Despite higher wage growth due to labor market tightness, most workers are seeing their wages lag even further behind inflation. For the 53.4% of workers experiencing real wage growth in the second quarter of 2022, the median decline in real wage growth was 8.6%.... The average decline over the past 25 years is 6.5%, and real wage declines are typically between 5.7 and 6.8%....

Wage increases are not enough

Since President Joe Biden took office, the consumer price index rate has risen to its highest level in 4 decades. According to the latest Bureau of Labor Statistics (BLS) report, the CPI has exceeded 8% in the previous 12 months. Other expenses, such as food,  have experienced even greater increases:

The household food index increased 13.5% over the past 12 months, the largest 12-month increase since the period ending March 1979. The index for other food at home increased 16.7% and the index for cereals and bakery products increased 16.4% during the year. The rest of the major food groups in grocery stores recorded increases ranging from 9.4 percent (fruits and vegetables) to 16.2 percent (dairy and related products).

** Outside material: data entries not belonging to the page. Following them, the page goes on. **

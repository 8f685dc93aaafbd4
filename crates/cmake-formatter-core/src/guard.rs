//! Formatting guard.
//!
//! A process-wide "format in progress" flag plus the set of paths currently
//! being formatted. At most one guarded format operation runs at a time, and
//! a path that is mid-format is never re-entered. Acquisition hands out a
//! [`GuardTicket`]; dropping the ticket releases both the flag and the path,
//! so every exit path of an operation releases the guard.

use std::collections::HashSet;
use std::path::{Path, PathBuf};
use std::sync::{Arc, Mutex, MutexGuard};

#[derive(Debug, Default)]
struct GuardState {
    active: bool,
    paths: HashSet<PathBuf>,
}

/// Shared guard state. Cloning yields another handle to the same guard.
#[derive(Debug, Clone, Default)]
pub struct FormattingGuard {
    state: Arc<Mutex<GuardState>>,
}

impl FormattingGuard {
    pub fn new() -> Self {
        Self::default()
    }

    // The lock is never held across an await or user code, so a poisoned
    // mutex still holds consistent state.
    fn lock(&self) -> MutexGuard<'_, GuardState> {
        self.state.lock().unwrap_or_else(|e| e.into_inner())
    }

    /// Try to start a format operation for `path`.
    ///
    /// Returns `None` when any operation is already active or `path` is
    /// already being formatted.
    pub fn try_acquire(&self, path: &Path) -> Option<GuardTicket> {
        let mut state = self.lock();
        if state.active || state.paths.contains(path) {
            return None;
        }
        state.active = true;
        state.paths.insert(path.to_path_buf());
        Some(GuardTicket {
            guard: self.clone(),
            path: path.to_path_buf(),
        })
    }

    /// True while a guarded operation is running.
    pub fn is_active(&self) -> bool {
        self.lock().active
    }

    /// True while `path` is being formatted.
    pub fn is_formatting(&self, path: &Path) -> bool {
        self.lock().paths.contains(path)
    }

    fn release(&self, path: &Path) {
        let mut state = self.lock();
        state.paths.remove(path);
        state.active = false;
    }
}

/// Proof of a held guard. Releases on drop.
#[derive(Debug)]
#[must_use = "the guard is released as soon as the ticket is dropped"]
pub struct GuardTicket {
    guard: FormattingGuard,
    path: PathBuf,
}

impl GuardTicket {
    pub fn path(&self) -> &Path {
        &self.path
    }
}

impl Drop for GuardTicket {
    fn drop(&mut self) {
        self.guard.release(&self.path);
    }
}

Price increases are outpacing wage increases, i.e., even if workers experienced a wage increase this year, it is not enough to offset inflationary price growth.

"While there have been episodes over the past 25 years that show a higher incidence or greater magnitude of real wage declines, the current period is unprecedented in terms of the challenge faced by employed workers," the Federal Reserve Bank of Dallas noted.